Abstract

Fibrosis is the abnormal accumulation of extracellular matrix
components and other morphological changes that accompany sustained tissue
microinjury. An aberrant wound healing response, fibrosis is a scarring that
contributes to and can even sustain dysfunction in many organs (kidney, lungs,
liver), and which can ultimately lead to progressive organ failure. As the
burden of fibrotic disease increases, so does the unmet medical need for
therapies that prevent, halt the progression of, or reverse fibrotic lesions:
currently, transplant is often the only option for late-stage disease. The
development of effective anti-fibrotic agents has historically been slow with
limited therapies approved to date. Excellent preclinical data have often
failed to translate into positive clinical outcomes, at least partly due to the
challenge of generating physiologically relevant in vitro models. But the incentive to do so remains: fibrosis
induction in in vivo models is complex, gradual, expensive, and sometimes
ambiguous. In this poster, we present a validated in vitro model of rat renal fibrosis as a basis for broader
tissue-specific fibrosis and related disease models.

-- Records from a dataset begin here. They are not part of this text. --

use thiserror::Error;

#[derive(Debug, Error)]
pub enum ExtractError {
    #[error("Failed to extract text from PDF: {0}")]
    Pdf(String),

    #[error("IO error: {0}")]
    IoError(#[from] std::io::Error),
}

pub type Result<T> = std::result::Result<T, ExtractError>;
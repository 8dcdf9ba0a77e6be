//! Todoist integration
//!
//! Every sub-task becomes one Todoist task. Pushing is fire-and-forget: each
//! request is sent once, in plan order, and a failure is logged and skipped.

pub mod client;
pub mod error;

pub use client::{TodoistClient, DEFAULT_API_URL};
pub use error::{PushError, Result};

use tracing::{debug, warn};

use crate::syllabus::SubTask;

/// Sends one sub-task to a task tracker
#[allow(async_fn_in_trait)]
pub trait TaskPusher {
    async fn push(&self, task: &SubTask) -> Result<()>;
}

/// Outcome counts of a [`push_all`] run
#[derive(Debug, Clone, Copy, Default, PartialEq, Eq)]
pub struct PushSummary {
    pub sent: usize,
    pub failed: usize,
}

/// Push every sub-task sequentially. Failures never stop the remaining pushes.
pub async fn push_all<P: TaskPusher>(pusher: &P, subtasks: &[SubTask]) -> PushSummary {
    let mut summary = PushSummary::default();
    for task in subtasks {
        match pusher.push(task).await {
            Ok(()) => {
                debug!("Pushed {:?} due {}", task.label, task.date_string());
                summary.sent += 1;
            }
            Err(e) => {
                warn!("Failed to push {:?}: {}", task.label, e);
                summary.failed += 1;
            }
        }
    }
    summary
}
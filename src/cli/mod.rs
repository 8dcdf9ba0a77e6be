//! CLI command implementations

pub mod breakdown;
pub mod config;
pub mod deadlines;
pub mod definition;
pub mod plan;

pub use definition::{Cli, Commands};

use anyhow::Result;
use serde::Serialize;

use crate::syllabus::SubTask;

const TABLE_COL_DATE: usize = 12;
const TABLE_COL_TASK: usize = 60;

pub fn truncate(s: &str, max: usize) -> String {
    if s.chars().count() <= max {
        s.to_string()
    } else if max <= 3 {
        s.chars().take(max).collect()
    } else {
        let head: String = s.chars().take(max - 3).collect();
        format!("{}...", head)
    }
}

pub fn print_json<T: Serialize + ?Sized>(value: &T) -> Result<()> {
    println!("{}", serde_json::to_string_pretty(value)?);
    Ok(())
}

pub fn print_plan_table(subtasks: &[SubTask]) {
    println!("{:<width$} TASK", "DATE", width = TABLE_COL_DATE);
    println!("{}", "-".repeat(TABLE_COL_DATE + TABLE_COL_TASK + 1));
    for task in subtasks {
        println!(
            "{:<width$} {}",
            task.date_string(),
            truncate(&task.label, TABLE_COL_TASK),
            width = TABLE_COL_DATE
        );
    }
}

The model reports
high-content cell imaging of multiple endpoints (extracellular matrix
deposition, myofibroblast activation, tissue remodeling), and is available to
screen and triage anti-fibrotic drugs for progression into lower throughput and
much more resource-demanding in vivo models. Validated using anti-fibrotic tool compounds,
this model is the foundation of an ongoing technology programme that seeks to
establish a fully customizable and flexible assay platform for screening
multiple mechanisms of action in fibrosis and related indications. We are
actively developing co-culture strategies to better recapitulate the cellular
context of native tissue (exemplified in a lung fibroblast-epithelial cell
model of idiopathic pulmonary fibrosis), and are currently validating
iterations of this assay for primary human liver (purified hepatic stellate
cells and mixed parenchyma). Together, this family of models will enable more
sophisticated interrogations of disease pathologies across different organs, a recognition of disparate
aetiologies that will make fibrosis more tractable to drug discovery.